Texas plausibly argues that the Administration’s en masse releases violate the 1996 law. And if the government lacks sufficient capacity to detain migrants, it is effectively required to continue Remain in Mexico.

It’s true that administrations had released migrants into the U.S. prior to Remain in Mexico. But the numbers were far lower than the 757,857 the Biden Administration released between Jan. 21, 2021 and Feb. 28, 2022. Prior administrations also performed expedited deportations, which this Administration has curbed.

Texas also argues that the Administration is trying to circumvent judicial review under the Administrative Procedure Act. A district court enjoined the Remain in Mexico termination after finding DHS failed to consider states’ reliance interests, the policy’s benefits, potential alternatives and legal implications. The High Court last August upheld the injunction, citing its Regents decision blocking the Trump Administration’s DACA rescission.


Rather than return to the drawing board, the Administration appealed the lower judge’s decision on the merits to the Fifth Circuit Court of Appeals.

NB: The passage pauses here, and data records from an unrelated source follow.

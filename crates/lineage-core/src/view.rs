//! Read models returned by queries — never stored, always derived from nodes
//! and edges at query time. All of them serialise to plain JSON records.

use serde::{Deserialize, Serialize};

use crate::{
  edge::{EdgeKind, ParentKind},
  entity::{Id, Node},
  model::{Event, Occupation, Organization, Person, Place},
};

// ─── People ──────────────────────────────────────────────────────────────────

/// The subset of a person carried in relationship listings.
#[derive(Debug, Clone, PartialEq, Eq, Serialize, Deserialize)]
pub struct PersonSummary {
  pub id:         Id,
  pub name:       String,
  pub gender:     Option<String>,
  pub birth_date: Option<String>,
  pub death_date: Option<String>,
  pub bio:        Option<String>,
}

impl From<Node<Person>> for PersonSummary {
  fn from(node: Node<Person>) -> Self {
    let Node { id, props } = node;
    Self {
      id,
      name: props.name,
      gender: props.gender,
      birth_date: props.birth_date,
      death_date: props.death_date,
      bio: props.bio,
    }
  }
}

/// A parent or child of the queried person, tagged with how the link was
/// made.
#[derive(Debug, Clone, PartialEq, Eq, Serialize, Deserialize)]
pub struct ParentageLink {
  #[serde(flatten)]
  pub person:            PersonSummary,
  pub relationship_type: ParentKind,
  /// Only ever set for [`ParentKind::Adopted`].
  pub adoption_date:     Option<String>,
}

/// A spouse of the queried person. A couple married more than once appears
/// once per marriage.
#[derive(Debug, Clone, PartialEq, Eq, Serialize, Deserialize)]
pub struct SpouseLink {
  #[serde(flatten)]
  pub person:     PersonSummary,
  pub start_date: Option<String>,
  pub end_date:   Option<String>,
}

/// Everyone directly related to a person.
#[derive(Debug, Clone, Default, PartialEq, Eq, Serialize, Deserialize)]
pub struct Relationships {
  pub parents:  Vec<ParentageLink>,
  pub children: Vec<ParentageLink>,
  pub spouses:  Vec<SpouseLink>,
  /// Derived: people sharing at least one parent.
  pub siblings: Vec<PersonSummary>,
}

/// A member of an ancestor or descendant closure. Generation 1 is a parent
/// (or child), 2 a grandparent (or grandchild), and so on.
#[derive(Debug, Clone, PartialEq, Eq, Serialize, Deserialize)]
pub struct Kin {
  pub generation: usize,
  #[serde(flatten)]
  pub person:     PersonSummary,
}

// ─── Whole-graph export ──────────────────────────────────────────────────────

#[derive(Debug, Clone, PartialEq, Eq, Serialize, Deserialize)]
pub struct GraphNode {
  pub id:         Id,
  pub name:       String,
  pub gender:     Option<String>,
  pub birth_date: Option<String>,
}

#[derive(Debug, Clone, PartialEq, Eq, Serialize, Deserialize)]
pub struct GraphEdge {
  pub source: Id,
  pub target: Id,
  #[serde(rename = "type")]
  pub kind:   EdgeKind,
}

/// A flat dump of people and their family edges, for visualisation.
#[derive(Debug, Clone, Default, PartialEq, Eq, Serialize, Deserialize)]
pub struct GraphExport {
  pub nodes: Vec<GraphNode>,
  pub edges: Vec<GraphEdge>,
}

// ─── Person-centred listings ─────────────────────────────────────────────────

/// An event the person took part in.
#[derive(Debug, Clone, PartialEq, Eq, Serialize, Deserialize)]
pub struct PersonEvent {
  #[serde(flatten)]
  pub event: Node<Event>,
  pub role:  Option<String>,
}

/// A place the person lived at.
#[derive(Debug, Clone, PartialEq, Serialize, Deserialize)]
pub struct Residence {
  pub place:          Node<Place>,
  pub start_date:     Option<String>,
  pub end_date:       Option<String>,
  pub residence_type: Option<String>,
}

/// An occupation with its employer, if any.
#[derive(Debug, Clone, PartialEq, Eq, Serialize, Deserialize)]
pub struct OccupationRecord {
  #[serde(flatten)]
  pub occupation:   Node<Occupation>,
  pub organization: Option<Node<Organization>>,
}

// ─── Entity detail views ─────────────────────────────────────────────────────

#[derive(Debug, Clone, PartialEq, Eq, Serialize, Deserialize)]
pub struct Participant {
  pub id:   Id,
  pub name: String,
  pub role: Option<String>,
}

#[derive(Debug, Clone, PartialEq, Eq, Serialize, Deserialize)]
pub struct EventDetail {
  #[serde(flatten)]
  pub event:        Node<Event>,
  pub participants: Vec<Participant>,
}

#[derive(Debug, Clone, PartialEq, Eq, Serialize, Deserialize)]
pub struct Resident {
  pub id:             Id,
  pub name:           String,
  pub start_date:     Option<String>,
  pub end_date:       Option<String>,
  pub residence_type: Option<String>,
}

#[derive(Debug, Clone, PartialEq, Serialize, Deserialize)]
pub struct PlaceDetail {
  #[serde(flatten)]
  pub place:     Node<Place>,
  pub residents: Vec<Resident>,
}

#[derive(Debug, Clone, PartialEq, Eq, Serialize, Deserialize)]
pub struct Employee {
  pub person_id:     Id,
  pub name:          String,
  pub occupation_id: Id,
  pub title:         String,
  pub start_date:    Option<String>,
  pub end_date:      Option<String>,
}

#[derive(Debug, Clone, PartialEq, Eq, Serialize, Deserialize)]
pub struct OrganizationDetail {
  #[serde(flatten)]
  pub organization: Node<Organization>,
  pub employees:    Vec<Employee>,
}

/// Sort newest-first by an opaque date string; undated entries go last.
pub(crate) fn newest_first<T>(
  items: &mut [T],
  date: impl Fn(&T) -> Option<&str>,
) {
  items.sort_by(|a, b| date(b).cmp(&date(a)));
}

Then days before oral argument, it released two new memos justifying its termination, which argued, among other things, that Remain in Mexico’s “benefits do not justify the costs” and was “diverting attention from more productive” border policies.

It told the appellate court its new memos superceded its old one and thus Texas’s challenge was moot and the lower court’s injunction should be vacated. Voila! All the Administration needs to do to win a case is type out a new memo. But the case isn’t at all moot, as a Fifth Circuit panel explained in ruling that the new memos had no legal effect.

“The Government’s theory of mootness would allow an administrative agency to permanently avoid judicial review by issuing an endless litany of new memos to ‘moot’ every adverse judicial ruling,” Fifth Circuit Judge Andrew Oldham wrote. “This is a game of heads I win, tails I win, and I win without even bothering to flip the coin.”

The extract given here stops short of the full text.